Clos de Tart is an Appellation d'origine contrôlée (AOC) and Grand Cru vineyard for red wine in the Côte de Nuits subregion of Burgundy, with Pinot noir as the sole grape variety. It is situated in the commune of Morey-Saint-Denis in the Côte-d'Or département. Clos de Tart is located in the southern part of the commune, immediately west (uphill) of the village itself, and bordering the Grand Cru vineyard Bonnes Mares in the south and Clos des Lambrays in the north. The AOC was created in 1939, and the Clos part of its name refers to a wall-enclosed vineyard.

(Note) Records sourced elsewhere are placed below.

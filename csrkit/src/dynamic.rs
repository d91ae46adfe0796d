//! Element-type dispatch for untyped callers
//!
//! Upstream adapters usually hold plain `f64` values plus a runtime type
//! tag. [`DynamicMatrixBuilder`] picks the concrete element type from a
//! [`DataType`] and converts every incoming value with
//! [`MatrixElement::from_f64`] before the usual zero elision.

use crate::config::BuilderConfig;
use crate::csr_builder::CsrMatrixBuilder;
use crate::csr_matrix::ReadOnlyCsrMatrix;
use csrkit_core::{
    CsrError, DataType, MatrixBuilder, MatrixElement, MatrixFormat, Result, SparseMatrix,
};

/// Match on every variant, binding the inner value
macro_rules! dispatch {
    ($value:expr, $inner:ident => $body:expr) => {
        match $value {
            Self::F32($inner) => $body,
            Self::F64($inner) => $body,
            Self::I32($inner) => $body,
            Self::I64($inner) => $body,
        }
    };
}

/// Compressed-row builder whose element type is chosen at runtime
#[derive(Debug, Clone)]
pub enum DynamicMatrixBuilder {
    F32(CsrMatrixBuilder<f32>),
    F64(CsrMatrixBuilder<f64>),
    I32(CsrMatrixBuilder<i32>),
    I64(CsrMatrixBuilder<i64>),
}

impl DynamicMatrixBuilder {
    /// Create a builder for `data_type` expecting roughly `initial_capacity` entries
    pub fn new(data_type: DataType, initial_capacity: usize) -> Result<Self> {
        Self::with_config(data_type, BuilderConfig::with_capacity(initial_capacity))
    }

    /// Create a builder for `data_type` from a configuration
    ///
    /// Unsigned element types have no builder.
    pub fn with_config(data_type: DataType, config: BuilderConfig) -> Result<Self> {
        match data_type {
            DataType::F32 => Ok(Self::F32(CsrMatrixBuilder::with_config(config))),
            DataType::F64 => Ok(Self::F64(CsrMatrixBuilder::with_config(config))),
            DataType::I32 => Ok(Self::I32(CsrMatrixBuilder::with_config(config))),
            DataType::I64 => Ok(Self::I64(CsrMatrixBuilder::with_config(config))),
            DataType::U32 | DataType::U64 => Err(CsrError::UnsupportedDataType),
        }
    }

    /// Element type of the matrix being built
    pub fn data_type(&self) -> DataType {
        match self {
            Self::F32(_) => DataType::F32,
            Self::F64(_) => DataType::F64,
            Self::I32(_) => DataType::I32,
            Self::I64(_) => DataType::I64,
        }
    }

    /// Number of rows the built matrix would have right now
    pub fn num_rows(&self) -> usize {
        dispatch!(self, b => b.num_rows())
    }

    /// Number of stored entries so far
    pub fn nnz(&self) -> usize {
        dispatch!(self, b => b.nnz())
    }

    /// Column count so far
    pub fn num_columns(&self) -> usize {
        dispatch!(self, b => b.num_columns())
    }
}

impl MatrixBuilder for DynamicMatrixBuilder {
    type Element = f64;
    type Matrix = DynamicCsrMatrix;

    fn format(&self) -> MatrixFormat {
        MatrixFormat::Csr
    }

    fn is_finalized(&self) -> bool {
        dispatch!(self, b => b.is_finalized())
    }

    fn start_row(&mut self) -> Result<&mut Self> {
        dispatch!(self, b => {
            b.start_row()?;
        });
        Ok(self)
    }

    fn append_entry(&mut self, column: i64, value: f64) -> Result<&mut Self> {
        dispatch!(self, b => {
            b.append_entry(column, MatrixElement::from_f64(value))?;
        });
        Ok(self)
    }

    fn build_matrix(&mut self, read_only: bool) -> Result<DynamicCsrMatrix> {
        match self {
            Self::F32(b) => b.build_matrix(read_only).map(DynamicCsrMatrix::F32),
            Self::F64(b) => b.build_matrix(read_only).map(DynamicCsrMatrix::F64),
            Self::I32(b) => b.build_matrix(read_only).map(DynamicCsrMatrix::I32),
            Self::I64(b) => b.build_matrix(read_only).map(DynamicCsrMatrix::I64),
        }
    }
}

/// Read-only matrix produced by [`DynamicMatrixBuilder`]
#[derive(Debug, Clone, PartialEq)]
pub enum DynamicCsrMatrix {
    F32(ReadOnlyCsrMatrix<f32>),
    F64(ReadOnlyCsrMatrix<f64>),
    I32(ReadOnlyCsrMatrix<i32>),
    I64(ReadOnlyCsrMatrix<i64>),
}

impl DynamicCsrMatrix {
    /// Get the number of rows
    pub fn num_rows(&self) -> usize {
        dispatch!(self, m => m.num_rows())
    }

    /// Get the number of columns
    pub fn num_columns(&self) -> usize {
        dispatch!(self, m => m.num_columns())
    }

    /// Get the number of stored entries
    pub fn nnz(&self) -> usize {
        dispatch!(self, m => m.nnz())
    }

    /// Get the element type
    pub fn data_type(&self) -> DataType {
        dispatch!(self, m => m.data_type())
    }

    /// Look up `(row, column)` as f64
    pub fn get(&self, row: usize, column: usize) -> Result<f64> {
        dispatch!(self, m => m.get(row, column).map(MatrixElement::to_f64))
    }

    /// Iterate over the `(column, value)` pairs of one row as f64
    pub fn row_entries(&self, row: usize) -> Result<Box<dyn Iterator<Item = (u32, f64)> + '_>> {
        dispatch!(self, m => {
            let iter: Box<dyn Iterator<Item = (u32, f64)> + '_> = Box::new(
                m.row(row)?
                    .into_iter()
                    .map(|(col, val)| (col, val.to_f64())),
            );
            Ok(iter)
        })
    }
}

impl SparseMatrix for DynamicCsrMatrix {
    type Element = f64;

    fn get_element(&self, row: usize, col: usize) -> Option<f64> {
        dispatch!(self, m => m.get_element(row, col).map(MatrixElement::to_f64))
    }

    fn dimensions(&self) -> (usize, usize) {
        (self.num_rows(), self.num_columns())
    }

    fn nnz(&self) -> usize {
        self.nnz()
    }
}
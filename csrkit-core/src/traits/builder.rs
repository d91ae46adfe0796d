//! Incremental matrix construction contract
//!
//! A builder accepts entries row by row without knowing the final
//! dimensions and freezes them into a read-only matrix exactly once.
//! Concrete layouts implement this trait; the layout is reported by
//! [`MatrixBuilder::format`].

use super::element::MatrixElement;
use super::matrix::SparseMatrix;
use crate::error::Result;
use crate::format::MatrixFormat;
use crate::validation::parse_feature;

/// Capability set shared by all sparse matrix builders
pub trait MatrixBuilder {
    /// The element type accepted by this builder
    type Element: MatrixElement;

    /// The read-only matrix produced on finalization
    type Matrix: SparseMatrix<Element = Self::Element>;

    /// Storage layout this builder produces
    fn format(&self) -> MatrixFormat;

    /// Whether a matrix has already been built from this builder
    fn is_finalized(&self) -> bool;

    /// Open the next row
    ///
    /// Row 0 is open from construction; the first call claims it and each
    /// later call closes the current row and opens a new one.
    fn start_row(&mut self) -> Result<&mut Self>;

    /// Append a `(column, value)` pair to the current row
    ///
    /// Zero values are accepted and dropped. Negative columns are rejected
    /// without touching the builder.
    fn append_entry(&mut self, column: i64, value: Self::Element) -> Result<&mut Self>;

    /// Freeze the accumulated entries into a matrix
    ///
    /// Only `read_only = true` is supported.
    fn build_matrix(&mut self, read_only: bool) -> Result<Self::Matrix>;

    /// Open a new row and append a dense row, skipping zeros
    ///
    /// Position `i` of `values` becomes column `i`.
    fn append_dense_row(&mut self, values: &[Self::Element]) -> Result<&mut Self> {
        self.start_row()?;
        for (col, &value) in values.iter().enumerate() {
            self.append_entry(col as i64, value)?;
        }
        Ok(self)
    }

    /// Append a `"column:value"` or `"column"` feature to the current row
    ///
    /// A bare column carries the value 1.
    fn append_feature(&mut self, feature: &str) -> Result<&mut Self> {
        let (column, value) = parse_feature(feature)?;
        self.append_entry(column, Self::Element::from_f64(value))
    }

    /// Open a new row and append each feature string to it
    ///
    /// Stops at the first malformed feature; features already appended
    /// to the row are kept.
    fn append_sparse_row<S: AsRef<str>>(&mut self, features: &[S]) -> Result<&mut Self> {
        self.start_row()?;
        for feature in features {
            self.append_feature(feature.as_ref())?;
        }
        Ok(self)
    }
}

Clos de Tart is a monopole, owned in its entirety by the French holding company Groupe Artemis since its 2017 purchase from the Mommessin family. The price was not officially confirmed, but rumours estimate the transaction to €200 million.

==History==
In 1141, Clos de Tart was sold by Maison Dieu in Brochon to the Cistercian nuns of Notre Dame de Tart. It remained owned by them until the French Revolution, at which time it was sequestered to the state and sold. The Mommessin family bought it in 1932, and they were the owners when the Clos de Tart AOC was created in 1939, which was just after the first wave of Grand Cru AOCs was defined in 1936–1937.

==Production==
In 2008, 7.51 ha of vineyard surface was in production within the AOC, and 218 hectoliters of wine was produced, corresponding to 29,000 bottles.

==AOC regulations==
The sole grape variety for Clos de Tart is Pinot noir. AOC regulations allow up to 15 per cent total of Chardonnay, Pinot blanc and Pinot gris as accessory grapes, but this is practically never used for any Burgundy Grand Cru vineyard. The allowed base yield is 35 hectoliter per hectare, a minimum planting density of 9,000 vines per hectare is required as well as a minimum grape maturity of 11.5 per cent potential alcohol.